Le prénommé a alors déposé une demande pour perte de gain atteignant 100'000 fr. pour la période du 1
er mars 2017 au 31 décembre 2018, contre l'entreprise B.________ et sa compagnie d'assurances. Mis au bénéfice de l'assistance judiciaire, il a été débouté, d'abord par le Tribunal de première instance genevois (qui a rendu une première ordonnance de preuves le 23 septembre 2019), puis par la Cour de justice. Ces deux instances cantonales ont invoqué
grosso modo un état maladif antérieur à l'accident, sous la forme d'une discopathie sévère et d'un état dépressif.
Le 18 juillet 2022, le Tribunal fédéral a toutefois admis le recours de A.________ et annulé la décision rendue par la cour d'appel genevoise, au motif que la cause avait été limitée à "l'existence d'un cas de responsabilité civile", soit à la question - certes délicate - de la causalité entre l'accident et les atteintes à la santé invalidantes dont souffrait le prénommé, respectivement à l'incapacité de travail en découlant: les magistrats genevois ne pouvaient pas invoquer l'absence de preuve du dommage pour débouter le demandeur. À cette occasion, la cour de céans a constaté que "[l]es garanties d'un procès équitable", notamment le "droit au respect des règles de la bonne foi", avaient été enfreintes (arrêt 4A_319/2021 du 18 juillet 2022 spéc. consid. 2.2.2 et 2.3). En d'autres termes, la procédure aurait dû formellement être élargie et les parties, interpellées.
A.b. Suite à cet arrêt, le Tribunal de première instance genevois a rendu une nouvelle ordonnance de preuves, le 26 septembre 2023. Il n'a pas donné suite aux réquisits de A.________, en tant que ce dernier préconisait de suspendre la procédure jusqu'à l'obtention d'un rapport AI, subsidiairement de mettre en oeuvre une expertise pluri- disciplinaire, tout en se réservant le droit de demander l'audition de témoins, plus spécialement de médecins, après lecture du rapport ou de l'expertise sollicitée. Ont en revanche été admis les moyens de preuve offerts par l'entreprise B.________ et sa compagnie d'assurances.
B.
B.a. Le 5 octobre 2023, A.________ a demandé d'étendre l'assistance judiciaire pour recourir contre la nouvelle ordonnance de preuves. De fait, il a déféré cette nouvelle décision le 9 octobre suivant à la cour d'appel genevoise.

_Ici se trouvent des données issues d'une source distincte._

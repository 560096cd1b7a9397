//! Connection supervisor
//!
//! Owns the profile store, live statuses, event log and process registry,
//! and drives one helper invocation per connect/disconnect request.
//!
//! ```rust,ignore
//! let supervisor = Supervisor::open(&SupervisorConfig::load(None)?);
//! let profiles = supervisor.add_profile("Home", "/etc/wireguard/home.conf")?;
//! let result = supervisor.connect(&profiles[0].id).await;
//! if !result.ok {
//!     eprintln!("{}", result.message);
//! }
//! ```

use std::collections::HashMap;
use std::sync::{Arc, Mutex, MutexGuard, PoisonError};
use tokio::task::JoinError;
use tracing::{debug, error, info, warn};

use crate::config::SupervisorConfig;
use crate::error::{AddProfileError, HelperError, StoreError, TransitionError};
use crate::event_log::{EventLog, LogEntry};
use crate::helper::HelperCommand;
use crate::profile::{
    ConnectionStatus, Direction, LoadSummary, Profile, ProfileStore, ProfileView,
    TransitionResult,
};
use crate::registry::{ProcessRegistry, Reservation, Ticket};
use crate::status::StatusTracker;

/// Mutable state shared by every handle to one supervisor
struct State {
    store: ProfileStore,
    statuses: StatusTracker,
    log: EventLog,
    registry: ProcessRegistry,
}

impl State {
    /// Update the live status and mirror it to disk
    fn set_status(&mut self, id: &str, status: ConnectionStatus) {
        self.statuses.set(id, status);
        if let Err(e) = self.store.set_status(id, status) {
            self.log_store_error(&e);
        }
    }

    fn log_store_error(&mut self, err: &StoreError) {
        self.log.error(format!("Failed to save profiles: {err}"));
    }

    fn views(&self) -> Vec<ProfileView> {
        self.store
            .iter()
            .map(|p| ProfileView::new(p, self.statuses.get(&p.id)))
            .collect()
    }
}

/// Handle to the supervision core. Cloning is cheap and shares state.
#[derive(Clone)]
pub struct Supervisor {
    state: Arc<Mutex<State>>,
    helper: Arc<HelperCommand>,
}

impl Supervisor {
    /// Create a supervisor without reading the profile file
    #[must_use]
    pub fn new(config: &SupervisorConfig) -> Self {
        Self {
            state: Arc::new(Mutex::new(State {
                store: ProfileStore::new(config.profiles_path()),
                statuses: StatusTracker::new(),
                log: EventLog::new(config.log_capacity),
                registry: ProcessRegistry::new(),
            })),
            helper: Arc::new(config.helper_command()),
        }
    }

    /// Create a supervisor and load its profiles
    #[must_use]
    pub fn open(config: &SupervisorConfig) -> Self {
        let supervisor = Self::new(config);
        supervisor.reload();
        supervisor
    }

    fn lock(&self) -> MutexGuard<'_, State> {
        // A panic while holding the lock cannot leave the maps half-updated
        // in a way later calls depend on, so recover the guard
        self.state.lock().unwrap_or_else(PoisonError::into_inner)
    }

    /// Re-read the profile file.
    ///
    /// Failures are logged and leave an empty (or partially healed)
    /// collection; they never propagate.
    pub fn reload(&self) -> Option<LoadSummary> {
        let mut state = self.lock();
        let result = state.store.load();
        let ids: Vec<String> = state.store.iter().map(|p| p.id.clone()).collect();
        state.statuses.initialize(ids.iter().map(String::as_str));

        match result {
            Ok(summary) => {
                info!(
                    path = %state.store.path().display(),
                    loaded = summary.loaded,
                    healed = summary.healed,
                    "profiles loaded"
                );
                Some(summary)
            }
            Err(e) => {
                state.log.error(format!("Failed to load profiles: {e}"));
                None
            }
        }
    }

    /// Every profile with its live status
    #[must_use]
    pub fn list_profiles(&self) -> Vec<ProfileView> {
        self.lock().views()
    }

    /// Add a profile and return the updated listing.
    ///
    /// # Errors
    /// Returns a validation error for blank fields, or a store error if the
    /// profile file could not be written.
    pub fn add_profile(
        &self,
        name: &str,
        config_path: &str,
    ) -> Result<Vec<ProfileView>, AddProfileError> {
        let mut state = self.lock();
        let profile = match state.store.add(name, config_path) {
            Ok(profile) => profile,
            Err(AddProfileError::Store(e)) => {
                state.log_store_error(&e);
                return Err(AddProfileError::Store(e));
            }
            Err(e) => return Err(e),
        };

        state
            .statuses
            .set(&profile.id, ConnectionStatus::Disconnected);
        state
            .log
            .info(format!("Profile added: {}", profile.name));
        Ok(state.views())
    }

    /// Remove a profile, terminating any helper still running for it.
    /// Unknown ids are ignored.
    pub fn delete_profile(&self, id: &str) -> Vec<ProfileView> {
        let mut state = self.lock();
        let running_for = state.registry.get(id).map(|entry| entry.started().elapsed());
        if state.registry.terminate(id) {
            info!(id, ?running_for, "terminated in-flight helper for removed profile");
        }

        match state.store.remove(id) {
            Ok(Some(profile)) => {
                state
                    .log
                    .info(format!("Profile removed: {}", profile.name));
            }
            Ok(None) => debug!(id, "delete of unknown profile ignored"),
            Err(e) => state.log_store_error(&e),
        }
        state.statuses.remove(id);
        state.views()
    }

    /// Bring the profile's tunnel up
    pub async fn connect(&self, id: &str) -> TransitionResult {
        self.request_transition(id, Direction::Up).await
    }

    /// Take the profile's tunnel down
    pub async fn disconnect(&self, id: &str) -> TransitionResult {
        self.request_transition(id, Direction::Down).await
    }

    /// Run one connect or disconnect for `id`.
    ///
    /// Refusals (unknown profile, operation in progress, missing config,
    /// wrong state) change nothing. Otherwise the profile goes to
    /// `connecting` and the helper's classified outcome is returned.
    ///
    /// The transition runs on its own task: dropping the returned future
    /// stops waiting for the result, but the helper still runs to an outcome
    /// and the registry entry is always released.
    pub async fn request_transition(&self, id: &str, direction: Direction) -> TransitionResult {
        let task = tokio::spawn(self.clone().run_transition(id.to_string(), direction));
        match task.await {
            Ok(result) => result,
            Err(e) => task_failed(id, &e),
        }
    }

    async fn run_transition(self, id: String, direction: Direction) -> TransitionResult {
        let begun = {
            let id = id.clone();
            self.off_loop(move |s| s.begin(&id, direction)).await
        };
        let (profile, reservation) = match begun {
            Ok(Ok(started)) => started,
            Ok(Err(refused)) => return refused,
            Err(e) => return task_failed(&id, &e),
        };
        let ticket = reservation.ticket;

        let outcome = self
            .helper
            .run(
                direction,
                &profile.config_path,
                reservation.terminated,
                |pid| self.lock().registry.set_pid(&id, ticket, pid),
            )
            .await;

        match self
            .off_loop(move |s| s.finish(&profile, direction, ticket, outcome))
            .await
        {
            Ok(result) => result,
            Err(e) => task_failed(&id, &e),
        }
    }

    /// Run a locked section that may write the profile file on the blocking pool
    async fn off_loop<T, F>(&self, f: F) -> Result<T, JoinError>
    where
        T: Send + 'static,
        F: FnOnce(&Supervisor) -> T + Send + 'static,
    {
        let this = self.clone();
        tokio::task::spawn_blocking(move || f(&this)).await
    }

    /// Validate the request and reserve the registry slot in one critical section
    fn begin(
        &self,
        id: &str,
        direction: Direction,
    ) -> Result<(Profile, Reservation), TransitionResult> {
        let mut state = self.lock();
        let current = state.statuses.get(id);
        let refuse = |err: TransitionError| {
            debug!(id, %direction, code = err.code(), "transition refused");
            TransitionResult::failure(current, err.to_string())
        };

        let Some(profile) = state.store.get(id).cloned() else {
            return Err(refuse(TransitionError::ProfileNotFound { id: id.to_string() }));
        };
        if state.registry.has(id) {
            return Err(refuse(TransitionError::OperationInProgress));
        }
        if profile.config_path.trim().is_empty() {
            return Err(refuse(TransitionError::InvalidConfig));
        }
        match direction {
            Direction::Up if current == ConnectionStatus::Connected || current.is_transient() => {
                return Err(refuse(TransitionError::AlreadyInState));
            }
            Direction::Down if current != ConnectionStatus::Connected => {
                return Err(refuse(TransitionError::NotConnected));
            }
            _ => {}
        }

        let Some(reservation) = state.registry.set(id, direction) else {
            return Err(refuse(TransitionError::OperationInProgress));
        };

        // Both directions report the same transient label
        state.set_status(id, ConnectionStatus::Connecting);
        let verb = match direction {
            Direction::Up => "Connecting",
            Direction::Down => "Disconnecting",
        };
        state
            .log
            .info(format!("{verb} {} ({})...", profile.name, profile.config_path));
        Ok((profile, reservation))
    }

    /// Apply a helper outcome: unregister, update status, log, build the result
    fn finish(
        &self,
        profile: &Profile,
        direction: Direction,
        ticket: Ticket,
        outcome: Result<String, HelperError>,
    ) -> TransitionResult {
        let mut state = self.lock();
        state.registry.release(&profile.id, ticket);
        let still_known = state.store.get(&profile.id).is_some();

        let err = match outcome {
            Ok(output) => {
                let status = direction.target_status();
                if still_known {
                    state.set_status(&profile.id, status);
                }
                let message = match direction {
                    Direction::Up => "Connected",
                    Direction::Down => "Disconnected",
                };
                debug!(output = output.trim(), "helper succeeded");
                state.log.info(format!("{}: {}", profile.name, message.to_lowercase()));
                return TransitionResult::success(status, message);
            }
            Err(err) => err,
        };

        let entry = match &err {
            HelperError::NotFound { helper } => format!("Helper '{helper}' not found"),
            HelperError::Timeout { after_ms } => {
                format!("{}: helper timed out after {after_ms} ms", profile.name)
            }
            HelperError::Cancelled => {
                format!("{}: operation cancelled, profile removed", profile.name)
            }
            HelperError::Spawn(_) | HelperError::Exit { .. } => {
                format!("{}: {err}", profile.name)
            }
        };
        warn!(id = %profile.id, code = err.code(), "{entry}");
        state.log.error(entry);
        if still_known {
            state.set_status(&profile.id, ConnectionStatus::Error);
        }
        TransitionResult::failure(ConnectionStatus::Error, err.to_string())
    }

    /// Live status of every profile
    #[must_use]
    pub fn status_map(&self) -> HashMap<String, ConnectionStatus> {
        self.lock().statuses.snapshot()
    }

    /// Current status of one profile
    #[must_use]
    pub fn status(&self, id: &str) -> ConnectionStatus {
        self.lock().statuses.get(id)
    }

    /// Log entries oldest first. Reading records a refresh entry.
    #[must_use]
    pub fn logs(&self) -> Vec<LogEntry> {
        self.lock().log.list()
    }

    /// Empty the event log
    pub fn clear_logs(&self) {
        self.lock().log.clear();
    }

    /// Whether a helper is registered for `id`
    #[must_use]
    pub fn is_in_flight(&self, id: &str) -> bool {
        self.lock().registry.has(id)
    }

    /// Profile ids with a helper currently registered
    #[must_use]
    pub fn in_flight(&self) -> Vec<String> {
        self.lock().registry.ids().map(str::to_string).collect()
    }
}

fn task_failed(id: &str, err: &JoinError) -> TransitionResult {
    error!(id, "transition task failed: {err}");
    TransitionResult::failure(ConnectionStatus::Error, format!("Internal error: {err}"))
}
//! Profile CLI commands
//!
//! Handles: pvpn list/add/delete

use anyhow::bail;
use pvpn_core::{ProfileView, Supervisor};
use std::io::{self, Write};

use super::resolve_profile;

/// Print every profile with its live status
pub fn list(supervisor: &Supervisor, json: bool) -> anyhow::Result<()> {
    let profiles = supervisor.list_profiles();
    if json {
        println!("{}", serde_json::to_string_pretty(&profiles)?);
    } else {
        print_profiles(&profiles);
    }
    Ok(())
}

pub fn print_profiles(profiles: &[ProfileView]) {
    if profiles.is_empty() {
        println!("No profiles found.");
        return;
    }
    println!("Profiles:");
    for p in profiles {
        println!("  {} - {} ({}) [{}]", p.id, p.name, p.config_path, p.status);
    }
}

/// Add a profile and print the updated listing
pub fn add(supervisor: &Supervisor, name: &str, config_path: &str) -> anyhow::Result<()> {
    let profiles = supervisor.add_profile(name, config_path)?;
    if let Some(added) = profiles.last() {
        println!("Added profile: {} ({})", added.name, added.id);
    }
    Ok(())
}

/// Delete a profile, asking for confirmation unless `force` is set
pub fn delete(supervisor: &Supervisor, identifier: &str, force: bool) -> anyhow::Result<()> {
    let id = resolve_profile(supervisor, identifier);
    let Some(profile) = supervisor
        .list_profiles()
        .into_iter()
        .find(|p| p.id == id)
    else {
        bail!("Profile not found: {identifier}");
    };

    if !force {
        print!("Delete profile '{}' (ID: {})? [y/N] ", profile.name, profile.id);
        io::stdout().flush()?;
        let mut input = String::new();
        io::stdin().read_line(&mut input)?;
        if !input.trim().eq_ignore_ascii_case("y") {
            println!("Cancelled.");
            return Ok(());
        }
    }

    supervisor.delete_profile(&profile.id);
    println!("Deleted profile: {}", profile.name);
    Ok(())
}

Le 16 octobre 2023, la vice-présidente du Tribunal civil a rejeté la requête d'extension de l'assistance juridique. Après avoir rappelé les faits et les principes gouvernant la matière, elle a opposé en substance que l'ordonnance de preuves n'occasionnait pas un préjudice difficilement réparable au sens de l'art. 319 let. b ch. 2 CPC, de sorte que le recours paraissait irrecevable.
B.b. La vice-présidente de la Cour de justice a confirmé ce refus, respectivement a rejeté le recours cantonal formé par A.________, dans un arrêt du 7 décembre 2023. Après avoir rappelé les principes juridiques topiques, les juges cantonaux ont estimé que ni l'accroissement éventuel des frais, ni l'allongement possible de la procédure, soit des éléments invoqués par le recourant, ne constituaient un préjudice difficilement réparable. À quoi s'ajoutait que le recourant n'avait pas étayé le fait affirmé, selon lequel l'ordonnance de preuves aurait un impact négatif sur sa santé et lui causerait un semblable préjudice. Finalement, il ne développait pas l'argument à peine esquissé selon lequel ses perspectives d'améliorer sa situation financière seraient freinées par l'incertitude liée à la procédure en cours.
C.
Contre ce refus, A.________, par son avocat, interjette un recours en matière civile. Il prie le Tribunal fédéral de lui octroyer l'assistance juridique pour recourir contre la nouvelle ordonnance de preuves, avec effet au 5 octobre 2023. Parallèlement, il sollicite l'assistance judiciaire "pour la présente procédure de recours".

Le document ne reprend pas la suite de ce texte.